Он проглотил «раненого зайца», но утреннее равновесие перед рабочим днем, душевное равновесие, которым он так дорожил, из-за которого любил и эту кухоньку, и завтраки, и безобидные перепалки с Ниной, – это равновесие полетело к чертям.
– Виновата тем, что всюду изображаешь обеспеченного человека. Твои широкие жесты: как в гости идти, так пятерка летит, а то и больше. Ну, конечно, люди думают, что нам пятьдесят рублей отдать – что левым глазом моргнуть. А твоя привычка швырять на такси последнюю трешку!

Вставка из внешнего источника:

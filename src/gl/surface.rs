//! Indexed source images
//!
//! A surface is a grid of palette indices with a row-offset table computed
//! once at creation. It is never mutated after construction.

use std::path::Path;

use super::error::{allocate, row_offsets, GlError};
use super::palette::Palette;
use super::types::{Color, Pixel, Rectangle};

#[derive(Debug, Clone)]
pub struct Surface {
    width: usize,
    height: usize,
    data: Vec<Pixel>,
    rows: Vec<usize>,
}

impl Surface {
    /// Blank surface, every pixel at index 0
    pub fn new(width: usize, height: usize) -> Result<Self, GlError> {
        let data = allocate(width, height, 0)?;
        let rows = row_offsets(width, height)?;
        Ok(Self { width, height, data, rows })
    }

    /// Wrap an already-indexed buffer
    pub fn from_indexes(width: usize, height: usize, data: Vec<Pixel>) -> Result<Self, GlError> {
        let expected = width
            .checked_mul(height)
            .ok_or(GlError::Allocation { width, height })?;
        if data.len() != expected {
            return Err(GlError::SizeMismatch { expected, actual: data.len() });
        }
        let rows = row_offsets(width, height)?;
        Ok(Self { width, height, data, rows })
    }

    /// Convert 8-bit RGBA data by matching each pixel against `palette`.
    /// Fully transparent pixels become index 0.
    pub fn from_rgba(width: usize, height: usize, rgba: &[u8], palette: &Palette) -> Result<Self, GlError> {
        let expected = width
            .checked_mul(height)
            .and_then(|n| n.checked_mul(4))
            .ok_or(GlError::Allocation { width, height })?;
        if rgba.len() != expected {
            return Err(GlError::SizeMismatch { expected: expected / 4, actual: rgba.len() / 4 });
        }

        let mut data = allocate(width, height, 0)?;
        for (index, p) in data.iter_mut().zip(rgba.chunks_exact(4)) {
            *index = if p[3] == 0 {
                0
            } else {
                palette.nearest(Color::with_alpha(p[0], p[1], p[2], p[3]))
            };
        }
        let rows = row_offsets(width, height)?;
        Ok(Self { width, height, data, rows })
    }

    /// Decode an image file and index it against `palette`
    pub fn load<P: AsRef<Path>>(path: P, palette: &Palette) -> Result<Self, GlError> {
        let img = image::open(path.as_ref())?;
        Self::from_image(&img, palette)
    }

    /// Decode in-memory image bytes (PNG, BMP, JPEG) and index them
    pub fn from_bytes(bytes: &[u8], palette: &Palette) -> Result<Self, GlError> {
        let img = image::load_from_memory(bytes)?;
        Self::from_image(&img, palette)
    }

    fn from_image(img: &image::DynamicImage, palette: &Palette) -> Result<Self, GlError> {
        let rgba = img.to_rgba8();
        let (width, height) = rgba.dimensions();
        Self::from_rgba(width as usize, height as usize, rgba.as_raw(), palette)
    }

    pub fn width(&self) -> usize {
        self.width
    }

    pub fn height(&self) -> usize {
        self.height
    }

    /// The whole surface as a tile
    pub fn bounds(&self) -> Rectangle {
        Rectangle::new(0, 0, self.width as i32, self.height as i32)
    }

    pub fn data(&self) -> &[Pixel] {
        &self.data
    }

    /// Row `y` as a slice of `width` pixels. Callers check `y < height`.
    pub(crate) fn row(&self, y: usize) -> &[Pixel] {
        let start = self.rows[y];
        &self.data[start..start + self.width]
    }

    /// Pixel at `(x, y)`, `None` outside the surface
    pub fn get(&self, x: i32, y: i32) -> Option<Pixel> {
        if !self.bounds().contains(x, y) {
            return None;
        }
        Some(self.row(y as usize)[x as usize])
    }
}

Нина за его спиной не отвечала, но и греметь посудой перестала, и Матвей обернулся. Она смотрела на мужа спокойно, с любопытством даже, чужими глазами, и Матвей осекся.
Обидел. Ни за что ни про что.
– Ну, прости, – пробормотал он виновато, подошел и погладил ее напряженное плечо. Она вежливо вывернулась, сняла с крючка полотенце и стала вытирать посуду.
Нет, обидел, дурак. Жизни принялся учить. У нее один такой уже был, научил подчистую... Черт! И что за характер корявый – сначала ляпнуть, потом жалеть...
Он крепко обнял ее сзади, стиснул, прижался щекой к ее затылку и не отпускал, пока она не обмякла.
– Дубленка эта, – почти жалобно продолжал он. – Ну зачем надо было влезать в долги и покупать такую дорогую тряпку? Я мог еще десять лет ходить в своем пальто!
– А потом перелицевать и сшить прелестный костюмчик, – подхватила она, – в котором прилично на углу Бутырского рынка милостыню собирать.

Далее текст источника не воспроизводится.